Welcome to our Friday mailbag edition!

Every week, we receive some great questions and comments from your fellow readers on our recently published essays. And every Friday, I answer as many as I can.

This week, we have questions on what will happen to Bitcoin… how crypto gains are taxed… and who’s paying for all the electric vehicle (EV) charging stations President Biden has promised to build…

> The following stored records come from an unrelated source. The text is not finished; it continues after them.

//! Mutable context threaded through every hook of a run.

use std::sync::Arc;

use crate::config::Config;
use crate::core::error::{Result, RoughSetError};
use crate::core::types::{AttrIndex, ObjIndex};
use crate::core::utils::Random;
use crate::dataset::FactorizedData;
use crate::measures::ChaosFn;
use crate::partition::GroupIndex;
use crate::structs::ChaosScoreStats;

/// Working memory written by hooks during a run.
#[derive(Debug, Clone, Default)]
pub struct Values {
    /// Partition induced by `result_attrs`
    pub group_index: GroupIndex,
    /// Attributes selected so far, in selection order
    pub result_attrs: Vec<AttrIndex>,
    /// Objects selected so far (bireducts)
    pub result_objs: Vec<ObjIndex>,
    /// Base/total chaos and the approximation threshold
    pub chaos_score_stats: Option<ChaosScoreStats>,
    /// Iterations in a row in which no attribute was accepted
    pub consecutive_empty_iterations_count: usize,
    /// Attributes already tried by the reduction stage
    pub reduction_checked_attrs: Vec<AttrIndex>,
}

/// State of one run: its generator, shared read-only settings and input, and
/// private working values.
#[derive(Debug, Clone)]
pub struct ProcessingState {
    /// Generator consumed by every stochastic hook of this run
    pub rng: Random,
    pub(crate) config: Arc<Config>,
    pub(crate) input: Arc<FactorizedData>,
    /// Working values
    pub values: Values,
}

static_assertions::assert_impl_all!(ProcessingState: Send, Sync, Clone);

impl ProcessingState {
    /// Create a state owning its config and input. The config is validated.
    pub fn new(config: Config, input: FactorizedData, seed: u64) -> Result<Self> {
        config.validate()?;
        Ok(Self::from_shared(Arc::new(config), Arc::new(input), seed))
    }

    /// Create a state over config and input shared with other runs.
    pub fn from_shared(config: Arc<Config>, input: Arc<FactorizedData>, seed: u64) -> Self {
        ProcessingState {
            rng: Random::with_seed(seed),
            config,
            input,
            values: Values::default(),
        }
    }

    /// Fresh state for another run over the same config and input.
    pub fn derive(&self, seed: u64) -> Self {
        Self::from_shared(Arc::clone(&self.config), Arc::clone(&self.input), seed)
    }

    /// Run settings
    pub fn config(&self) -> &Config {
        &self.config
    }

    /// Input table
    pub fn input(&self) -> &FactorizedData {
        &self.input
    }

    /// Chaos measure selected by the config
    pub fn chaos_fn(&self) -> ChaosFn {
        self.config.chaos_measure.function()
    }

    /// Threshold computed by the chaos score stats hook.
    pub fn approx_threshold(&self) -> Result<f64> {
        self.values
            .chaos_score_stats
            .as_ref()
            .and_then(|stats| stats.approx_threshold)
            .ok_or_else(|| RoughSetError::internal("approximation threshold is not computed"))
    }

    /// Chaos of the decision under the current group index.
    pub fn current_chaos_score(&self) -> Result<f64> {
        self.values
            .group_index
            .get_chaos_score(self.input.y(), self.input.y_count(), self.chaos_fn())
    }
}
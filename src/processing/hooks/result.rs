//! Result builders.

use crate::core::error::Result;
use crate::processing::hooks::PrepareResult;
use crate::processing::state::ProcessingState;
use crate::structs::{Bireduct, Reduct};

/// The selected attributes as a [`Reduct`].
#[derive(Debug, Clone, Copy, Default)]
pub struct ReductResult;

impl PrepareResult<Reduct> for ReductResult {
    fn prepare(&self, state: &ProcessingState) -> Result<Reduct> {
        Ok(Reduct::new(state.values.result_attrs.clone()))
    }
}

/// The selected objects and attributes as a [`Bireduct`].
#[derive(Debug, Clone, Copy, Default)]
pub struct BireductResult;

impl PrepareResult<Bireduct> for BireductResult {
    fn prepare(&self, state: &ProcessingState) -> Result<Bireduct> {
        Ok(Bireduct::new(
            state.values.result_objs.clone(),
            state.values.result_attrs.clone(),
        ))
    }
}

/// Same builder as [`BireductResult`]; a bireduct is an [`ObjsAttrsSubset`](crate::structs::ObjsAttrsSubset).
pub type ObjsAttrsSubsetResult = BireductResult;
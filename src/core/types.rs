//! Core data types for skrough-rust.
//!
//! This module defines the fundamental index and code types shared by the
//! partition engine, the processing pipeline and the result value objects.

use serde::{Deserialize, Serialize};
use std::fmt;
use std::str::FromStr;

use crate::core::error::RoughSetError;

/// Factorized categorical value. Column `i` of a table holds codes in
/// `[0, x_counts[i])`.
pub type Code = usize;

/// Equivalence class label stored in a [`GroupIndex`](crate::partition::GroupIndex).
pub type GroupId = usize;

/// Position of a conditional attribute (column) in the table.
pub type AttrIndex = usize;

/// Position of an object (row) in the table.
pub type ObjIndex = usize;

/// Working set of attribute or object indices passed between hooks.
pub type Elements = Vec<usize>;

/// Disorder (chaos) measure applied to class-decision distributions.
#[derive(Debug, Clone, Copy, PartialEq, Eq, Hash, Serialize, Deserialize)]
#[serde(rename_all = "snake_case")]
pub enum ChaosMeasure {
    /// Weighted Shannon entropy, in bits
    Entropy,
    /// Weighted Gini impurity
    GiniImpurity,
    /// Number of object pairs that share a group but disagree on the decision
    ConflictsCount,
}

impl Default for ChaosMeasure {
    fn default() -> Self {
        ChaosMeasure::Entropy
    }
}

impl fmt::Display for ChaosMeasure {
    fn fmt(&self, f: &mut fmt::Formatter<'_>) -> fmt::Result {
        match self {
            ChaosMeasure::Entropy => write!(f, "entropy"),
            ChaosMeasure::GiniImpurity => write!(f, "gini_impurity"),
            ChaosMeasure::ConflictsCount => write!(f, "conflicts_count"),
        }
    }
}

impl FromStr for ChaosMeasure {
    type Err = RoughSetError;

    fn from_str(s: &str) -> Result<Self, Self::Err> {
        match s {
            "entropy" => Ok(ChaosMeasure::Entropy),
            "gini" | "gini_impurity" => Ok(ChaosMeasure::GiniImpurity),
            "conflicts" | "conflicts_count" => Ok(ChaosMeasure::ConflictsCount),
            other => Err(RoughSetError::invalid_parameter(
                "chaos_measure",
                other,
                "expected one of entropy, gini_impurity, conflicts_count",
            )),
        }
    }
}

/// Policy for the objects kept when a bireduct is finalized.
#[derive(Debug, Clone, Copy, PartialEq, Eq, Serialize, Deserialize)]
#[serde(rename_all = "snake_case")]
pub enum ObjectSelection {
    /// Every object agreeing with the decision drawn for its group
    Consistent,
    /// Exactly one object per group
    Representatives,
}

impl Default for ObjectSelection {
    fn default() -> Self {
        ObjectSelection::Consistent
    }
}

impl fmt::Display for ObjectSelection {
    fn fmt(&self, f: &mut fmt::Formatter<'_>) -> fmt::Result {
        match self {
            ObjectSelection::Consistent => write!(f, "consistent"),
            ObjectSelection::Representatives => write!(f, "representatives"),
        }
    }
}

#[cfg(test)]
mod tests {
    use super::*;

    #[test]
    fn test_chaos_measure_display_round_trip() {
        for measure in [
            ChaosMeasure::Entropy,
            ChaosMeasure::GiniImpurity,
            ChaosMeasure::ConflictsCount,
        ] {
            let parsed: ChaosMeasure = measure.to_string().parse().unwrap();
            assert_eq!(parsed, measure);
        }
    }

    #[test]
    fn test_chaos_measure_aliases() {
        assert_eq!("gini".parse::<ChaosMeasure>().unwrap(), ChaosMeasure::GiniImpurity);
        assert_eq!(
            "conflicts".parse::<ChaosMeasure>().unwrap(),
            ChaosMeasure::ConflictsCount
        );
        assert!("variance".parse::<ChaosMeasure>().is_err());
    }

    #[test]
    fn test_defaults() {
        assert_eq!(ChaosMeasure::default(), ChaosMeasure::Entropy);
        assert_eq!(ObjectSelection::default(), ObjectSelection::Consistent);
    }

    #[test]
    fn test_serde_names() {
        let json = serde_json::to_string(&ChaosMeasure::GiniImpurity).unwrap();
        assert_eq!(json, "\"gini_impurity\"");
        let selection: ObjectSelection = serde_json::from_str("\"representatives\"").unwrap();
        assert_eq!(selection, ObjectSelection::Representatives);
    }
}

Let’s dive right in… starting with these questions from Charles and Len in response to my recent essay on Bitcoin halvings. (This is when the reward miners receive for processing transactions on the blockchain gets cut in half. This happens every four years or so.)

There are lots of things I do not understand about Bitcoin (most of it). But reading your article, I cannot figure out why, once the miners are making so little, they won’t shut down. So who will track the movement of the coins then?

– Len R.

If the Bitcoin mining process pays the miners to validate the transactions, what happens when all the Bitcoins are mined? How will the transactions get validated?

– Charles G.

Thanks Charles and Len for writing in. As your questions are similar, I’m going to answer them together, if that’s ok.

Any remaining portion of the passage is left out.